Search the material below for lines containing the string "SceneStatus", and copy every one you find.

* Data section
+ + + + + + +
use anyhow::Context;
use clap::Parser;
use s2fetch::config::{job, AoiSource, CliConfig, JobParams};
use s2fetch::core::geometry;
use s2fetch::domain::model::{AoiStatus, AreaOfInterest, RunReport, SceneStatus};
use s2fetch::utils::{logger, validation::Validate};
use s2fetch::{FetchEngine, LocalStorage, StacCatalog};
use std::path::Path;

#[tokio::main]
async fn main() -> Result<(), Box<dyn std::error::Error>> {
    let cli = CliConfig::parse();

    let (params, aois): (JobParams, Vec<AreaOfInterest>) = match &cli.source {
        AoiSource::Extent(args) => {
            logger::init_cli_logger(args.common.verbose);
            args.common.validate()?;
            let bbox: [f64; 4] = args
                .bbox
                .clone()
                .try_into()
                .map_err(|_| "expected --bbox minx,miny,maxx,maxy")?;
            let aoi = geometry::aoi_from_extent(&args.prefix, bbox, args.epsg, args.common.buffer)?;
            (args.common.to_params()?, vec![aoi])
        }
        AoiSource::Features(args) => {
            logger::init_cli_logger(args.common.verbose);
            args.common.validate()?;
            let text = std::fs::read_to_string(&args.input)
                .with_context(|| format!("reading {}", args.input.display()))?;
            let collection: serde_json::Value = serde_json::from_str(&text)?;
            let aois = geometry::aois_from_feature_collection(
                &collection,
                &args.prefix_field,
                args.common.buffer,
            )?;
            (args.common.to_params()?, aois)
        }
        AoiSource::Job(args) => {
            logger::init_cli_logger(args.verbose);
            let file = job::load_job_file(&args.file)?;
            let base_dir = args.file.parent().unwrap_or(Path::new("."));
            let aois = file.resolve_aois(base_dir)?;
            (file.to_params()?, aois)
        }
    };

    if aois.is_empty() {
        tracing::warn!("no AOIs to process");
        return Ok(());
    }
    tracing::info!(
        "searching {} AOI(s), {} to {}",
        aois.len(),
        params.window.start,
        params.window.end
    );

    let catalog = StacCatalog::new(params.stac_url.clone(), params.collection.clone());
    let storage = LocalStorage::new(params.output_dir.clone());
    let engine = FetchEngine::new(catalog, storage, params);

    match engine.run(aois).await {
        Ok(report) => {
            print_report(&report);
            if report.has_failures() {
                std::process::exit(2);
            }
        }
        Err(e) => {
            tracing::error!("run failed: {e}");
            eprintln!("❌ {e}");
            std::process::exit(1);
        }
    }

    Ok(())
}

fn print_report(report: &RunReport) {
    for aoi in &report.aois {
        match &aoi.status {
            AoiStatus::Completed => {
                for scene in &aoi.scenes {
                    match &scene.status {
                        SceneStatus::Written { raster_path, .. } => {
                            println!("✅ {}: {}", aoi.prefix, raster_path.display())
                        }
                        SceneStatus::Failed { reason } => {
                            println!("❌ {}: {} failed: {reason}", aoi.prefix, scene.scene_id)
                        }
                    }
                }
            }
            AoiStatus::NoResults => println!("{}: no scenes found", aoi.prefix),
            AoiStatus::Failed { reason } => println!("❌ {}: {reason}", aoi.prefix),
        }
    }
    println!(
        "{} file pair(s) written, {} scene failure(s), {} AOI failure(s)",
        report.written_count(),
        report.failed_scene_count(),
        report.failed_aoi_count()
    );
}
+ + + + + + +
* Result of the exercise
use s2fetch::domain::model::{AoiStatus, AreaOfInterest, RunReport, SceneStatus};
                        SceneStatus::Written { raster_path, .. } => {
                        SceneStatus::Failed { reason } => {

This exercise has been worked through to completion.